[Ip-health] The Trump Executive Order on drug prices: not what was promised nor needed, and contrary to US self interest

Jamie Love james.love at keionline.org
Mon Jun 19 08:34:43 PDT 2017


This is the text of my June 17 Medium article on the proposed Trump
executive order.  It's about 1800 words, and to cover the topics adequately
it could have been 18,000 words.   Jamie

https://medium.com/@jamie_love/the-trump-eo-on-drug-prices-not-what-was-promised-or-needed-not-consistent-with-access-fairness-231a36aebbd

The Trump Executive Order on drug prices: not what was promised nor needed,
and contrary to US self interest
Jun 17, 2017

Emily Kopp has a big scoop for Kaiser Health News. She has obtained a six
page document outlining the draft provisions or objectives of a proposed
Presidential Executive Order (EO) on drug prices. She has shared some of
the details, but only a few highlights, so the public still has limited
information.

The first of the “principles” and “talking points” she reported is as
follows:

-----------
Extending the patent life of drugs in foreign markets to “provide for
protection and enforcement of intellectual property rights.” This will
ensure “that American consumers do not unfairly subsidize research and
development for people throughout the globe.”
-----------

We don’t know which foreign markets this involves, but one can guess.

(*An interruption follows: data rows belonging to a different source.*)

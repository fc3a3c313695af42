//! MinHash signatures: generation, Jaccard estimation, and the wire codec.
//!
//! Each signature is a fixed array of `P` u64 slots. Slot `i` holds the
//! minimum of `h_i(x) = (a_i * H(x) + b_i) mod M` over all input elements,
//! where `H` is xxh3 of the shingle bytes and `M = 2^61 - 1`. The
//! permutation parameters derive deterministically from [`MINHASH_SEED`],
//! so two runs over the same input are bit-identical.

use xxhash_rust::xxh3::xxh3_64_with_seed;

use crate::core::errors::{ResemblError, Result};
use crate::detectors::minhash::shingles::Shingle;

/// Default number of permutations.
pub const NUM_PERMUTATIONS: usize = 128;

/// Fixed seed for element hashing and permutation derivation.
pub const MINHASH_SEED: u64 = 0x5245_534D_424c_0001;

/// The Mersenne prime `2^61 - 1` used as the permutation modulus.
const MERSENNE_PRIME: u64 = (1 << 61) - 1;

/// Magic prefix of a serialised signature.
const SIGNATURE_MAGIC: &[u8; 4] = b"MHSG";

/// Separator between a shingle and its weight-variant counter. Cannot occur
/// inside a token.
const VARIANT_SEPARATOR: u8 = 0x1f;

/// A fixed-width MinHash signature.
#[derive(Debug, Clone, PartialEq, Eq)]
pub struct MinHashSignature {
    values: Vec<u64>,
}

impl MinHashSignature {
    /// Wrap precomputed slot values.
    pub fn from_values(values: Vec<u64>) -> Self {
        Self { values }
    }

    /// Number of permutations this signature was generated with.
    pub fn num_permutations(&self) -> usize {
        self.values.len()
    }

    /// Raw slot values.
    pub fn values(&self) -> &[u64] {
        &self.values
    }

    /// Estimate Jaccard similarity as the fraction of agreeing slots.
    pub fn jaccard(&self, other: &Self) -> Result<f64> {
        if self.values.len() != other.values.len() {
            return Err(ResemblError::bad_input(format!(
                "signature width mismatch: {} vs {}",
                self.values.len(),
                other.values.len()
            )));
        }
        if self.values.is_empty() {
            return Ok(1.0);
        }

        let matching = self
            .values
            .iter()
            .zip(&other.values)
            .filter(|(a, b)| a == b)
            .count();
        Ok(matching as f64 / self.values.len() as f64)
    }

    /// Serialise: 4-byte magic, little-endian u32 `P`, then `P` little-endian
    /// u64 slots.
    pub fn to_bytes(&self) -> Vec<u8> {
        let mut out = Vec::with_capacity(8 + self.values.len() * 8);
        out.extend_from_slice(SIGNATURE_MAGIC);
        out.extend_from_slice(&(self.values.len() as u32).to_le_bytes());
        for v in &self.values {
            out.extend_from_slice(&v.to_le_bytes());
        }
        out
    }

    /// Parse a serialised signature. Malformed input is a hard error.
    pub fn from_bytes(bytes: &[u8]) -> Result<Self> {
        if bytes.len() < 8 || bytes[..4] != SIGNATURE_MAGIC[..] {
            return Err(ResemblError::bad_input("not a MinHash signature"));
        }
        let p = u32::from_le_bytes(bytes[4..8].try_into().expect("4 bytes")) as usize;
        let expected = 8 + p * 8;
        if bytes.len() != expected {
            return Err(ResemblError::bad_input(format!(
                "truncated signature: expected {expected} bytes, got {}",
                bytes.len()
            )));
        }

        let mut values = Vec::with_capacity(p);
        for chunk in bytes[8..].chunks_exact(8) {
            values.push(u64::from_le_bytes(chunk.try_into().expect("8 bytes")));
        }
        Ok(Self { values })
    }
}

/// Deterministic generator of MinHash signatures at a fixed width.
#[derive(Debug, Clone)]
pub struct MinHashGenerator {
    /// Per-permutation `(a_i, b_i)` parameters
    perms: Vec<(u64, u64)>,
}

impl MinHashGenerator {
    /// Create a generator for `num_permutations` slots. Parameters are drawn
    /// from [`MINHASH_SEED`]; `a_i` is always non-zero.
    pub fn new(num_permutations: usize) -> Self {
        let perms = (0..num_permutations as u64)
            .map(|i| {
                let a = xxh3_64_with_seed(&i.to_le_bytes(), MINHASH_SEED) % (MERSENNE_PRIME - 1) + 1;
                let b = xxh3_64_with_seed(&i.to_le_bytes(), MINHASH_SEED ^ u64::MAX)
                    % MERSENNE_PRIME;
                (a, b)
            })
            .collect();
        Self { perms }
    }

    /// Signature width.
    pub fn num_permutations(&self) -> usize {
        self.perms.len()
    }

    /// Compute the signature of a weighted shingle multiset.
    ///
    /// A shingle of weight `w` contributes `w` distinct variants (the
    /// shingle bytes, a `0x1F` separator, and a counter), amplifying its
    /// share of the variant-expanded set without defeating min idempotence.
    pub fn signature(&self, shingles: &[Shingle]) -> MinHashSignature {
        let mut values = vec![u64::MAX; self.perms.len()];

        for shingle in shingles {
            for variant in 0..shingle.weight {
                let element = self.element_hash(&shingle.text, variant);
                for (slot, &(a, b)) in values.iter_mut().zip(&self.perms) {
                    let h = permute(a, b, element);
                    if h < *slot {
                        *slot = h;
                    }
                }
            }
        }

        MinHashSignature::from_values(values)
    }

    fn element_hash(&self, text: &str, variant: u32) -> u64 {
        let mut bytes = Vec::with_capacity(text.len() + 5);
        bytes.extend_from_slice(text.as_bytes());
        bytes.push(VARIANT_SEPARATOR);
        bytes.extend_from_slice(&variant.to_le_bytes());
        xxh3_64_with_seed(&bytes, MINHASH_SEED)
    }
}

/// `(a * x + b) mod M` without overflow.
fn permute(a: u64, b: u64, x: u64) -> u64 {
    ((a as u128 * x as u128 + b as u128) % MERSENNE_PRIME as u128) as u64
}
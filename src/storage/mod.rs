//! Storage model: content-addressed snippets with alias, tag, collection,
//! and version side-tables, behind an abstract store trait.

pub mod schema;
pub mod sqlite;

use chrono::{DateTime, Utc};
use serde::Serialize;

use crate::core::errors::Result;

pub use sqlite::SqliteStore;

/// Environment variable selecting the storage backend path.
pub const DATABASE_ENV: &str = "RESEMBL_DATABASE";

/// Default on-disk database file.
pub const DEFAULT_DATABASE: &str = "assembly.db";

/// One stored assembly snippet. Identity is the SHA-256 of the normalized
/// code; the raw code is preserved verbatim.
#[derive(Debug, Clone, Serialize)]
pub struct Snippet {
    /// Hex SHA-256 of the normalized code; primary key
    pub checksum: String,
    /// Original assembly text, verbatim
    pub code: String,
    /// Ordered alias set; never empty, insertion order preserved
    pub names: Vec<String>,
    /// Unordered label set
    pub tags: Vec<String>,
    /// Optional owning collection, by name
    pub collection: Option<String>,
    /// Serialized MinHash signature
    #[serde(skip)]
    pub minhash: Vec<u8>,
    /// Creation timestamp
    pub created_at: DateTime<Utc>,
}

impl Snippet {
    /// The first alias, used as the snippet's display name.
    pub fn primary_name(&self) -> &str {
        self.names.first().map(String::as_str).unwrap_or("")
    }
}

/// A named grouping of snippets.
#[derive(Debug, Clone, Serialize)]
pub struct Collection {
    /// Collection name; primary key
    pub name: String,
    /// Free-text description
    pub description: String,
    /// Creation timestamp
    pub created_at: DateTime<Utc>,
}

/// One entry in the append-only name-rebinding log.
#[derive(Debug, Clone, Serialize)]
pub struct SnippetVersion {
    /// Auto-assigned log id
    pub id: i64,
    /// The alias that was re-bound
    pub name: String,
    /// The checksum the name now points to
    pub checksum: String,
    /// The code at that checksum
    pub code: String,
    /// The signature at that checksum
    #[serde(skip)]
    pub minhash: Vec<u8>,
    /// When the rebinding happened
    pub created_at: DateTime<Utc>,
}

/// Result of an upsert: a fresh row, or a new alias on an existing one.
#[derive(Debug, Clone, Copy, PartialEq, Eq)]
pub enum UpsertOutcome {
    /// No row matched the checksum; a new snippet was inserted
    Created,
    /// A row existed; the name was added to its alias set (idempotently)
    Aliased,
}

/// Abstract transactional snippet store.
///
/// Implementations provide per-operation ACID semantics; the orchestrator
/// never sees a half-applied mutation. `for_each_snippet` iterates lazily in
/// checksum order and is restartable by calling it again.
pub trait SnippetStore {
    /// Insert a snippet, or add `initial_name` as an alias when the
    /// checksum already exists.
    fn upsert_snippet(
        &mut self,
        checksum: &str,
        code: &str,
        minhash: &[u8],
        initial_name: &str,
    ) -> Result<UpsertOutcome>;

    /// Point lookup by full checksum.
    fn get_by_checksum(&self, checksum: &str) -> Result<Snippet>;

    /// Prefix lookup; succeeds only when exactly one row matches.
    fn get_by_checksum_prefix(&self, prefix: &str) -> Result<Snippet>;

    /// The snippet carrying `name` as an alias, if any.
    fn get_by_name(&self, name: &str) -> Result<Option<Snippet>>;

    /// Snippets where any alias contains `pattern`, case-insensitively.
    fn search_by_name(&self, pattern: &str) -> Result<Vec<Snippet>>;

    /// Add an alias. Fails with `AlreadyExists` when the name is taken,
    /// on this snippet or another.
    fn add_name(&mut self, checksum: &str, name: &str) -> Result<Snippet>;

    /// Remove an alias. Fails with `EmptyAliasSet` when it is the last one.
    fn remove_name(&mut self, checksum: &str, name: &str) -> Result<Snippet>;

    /// Add a tag; idempotent.
    fn add_tag(&mut self, checksum: &str, tag: &str) -> Result<Snippet>;

    /// Remove a tag; idempotent.
    fn remove_tag(&mut self, checksum: &str, tag: &str) -> Result<Snippet>;

    /// Assign or clear a snippet's collection.
    fn set_collection(&mut self, checksum: &str, collection: Option<&str>) -> Result<Snippet>;

    /// Create a collection.
    fn create_collection(&mut self, name: &str, description: &str) -> Result<Collection>;

    /// Delete a collection, nulling `collection` on its members. The
    /// snippets themselves survive.
    fn delete_collection(&mut self, name: &str) -> Result<()>;

    /// All collections with their member counts.
    fn collections(&self) -> Result<Vec<(Collection, usize)>>;

    /// Members of one collection.
    fn snippets_in_collection(&self, name: &str) -> Result<Vec<Snippet>>;

    /// Append a rebinding entry to the version log.
    fn append_version(&mut self, name: &str, checksum: &str, code: &str, minhash: &[u8])
        -> Result<i64>;

    /// The checksum the version log most recently recorded for `name`.
    fn latest_version_binding(&self, name: &str) -> Result<Option<String>>;

    /// Full version history for a name, oldest first.
    fn versions_for_name(&self, name: &str) -> Result<Vec<SnippetVersion>>;

    /// Delete a snippet outright.
    fn delete_snippet(&mut self, checksum: &str) -> Result<()>;

    /// Replace a snippet's stored signature (used by reindex).
    fn update_minhash(&mut self, checksum: &str, minhash: &[u8]) -> Result<()>;

    /// Visit every snippet in ascending checksum order.
    fn for_each_snippet(&self, f: &mut dyn FnMut(Snippet) -> Result<()>) -> Result<()>;

    /// All checksums, sorted ascending.
    fn all_checksums(&self) -> Result<Vec<String>>;

    /// Number of stored snippets.
    fn count(&self) -> Result<usize>;

    /// List snippets by checksum order, with an optional `[start, end)`
    /// window (`end == 0` means unbounded).
    fn list(&self, start: usize, end: usize) -> Result<Vec<Snippet>>;

    /// Reclaim storage space.
    fn vacuum(&mut self) -> Result<()>;

    /// Read a store-level metadata value.
    fn get_meta(&self, key: &str) -> Result<Option<String>>;

    /// Upsert a store-level metadata value.
    fn set_meta(&mut self, key: &str, value: &str) -> Result<()>;
}
//! Banded Locality-Sensitive Hashing: the in-memory index and its on-disk
//! cache.

pub mod cache;
pub mod index;

pub use cache::{cache_dir, index_path, invalidate, load, save, CacheLock, CACHE_DIR_ENV};
pub use index::{fingerprint_for, LshIndex, LshParams};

Who does not already have patent extensions in national law?

If the EO is aiming only at promoting US style patent extensions, it will
have to aim pretty low, since virtually all higher income industrialized
countries already are granting them or plan to do so.

The European Union has a directive on “supplementary protection
certificates” (SPCs), which extend patent exclusivity for up to 5 years.
This is codified as REGULATION (EC) No 469/2009 of 6 May 2009 concerning
the supplementary protection certificate for medicinal products, and
applies to 28 countries in the European Union, and similar provisions have
been effectively exported by the EU to Switzerland, Macedonia, Albania,
Norway and other countries.

Canada, which recently negotiated a trade agreement with the EU, adopted a
SPC regime in 2016. Australia, Japan and Korea have adopted laws providing
for patent extensions up to five years. Article 18.46 of the Trans Pacific
Partnership Agreement (TPP) requires patent extensions as well.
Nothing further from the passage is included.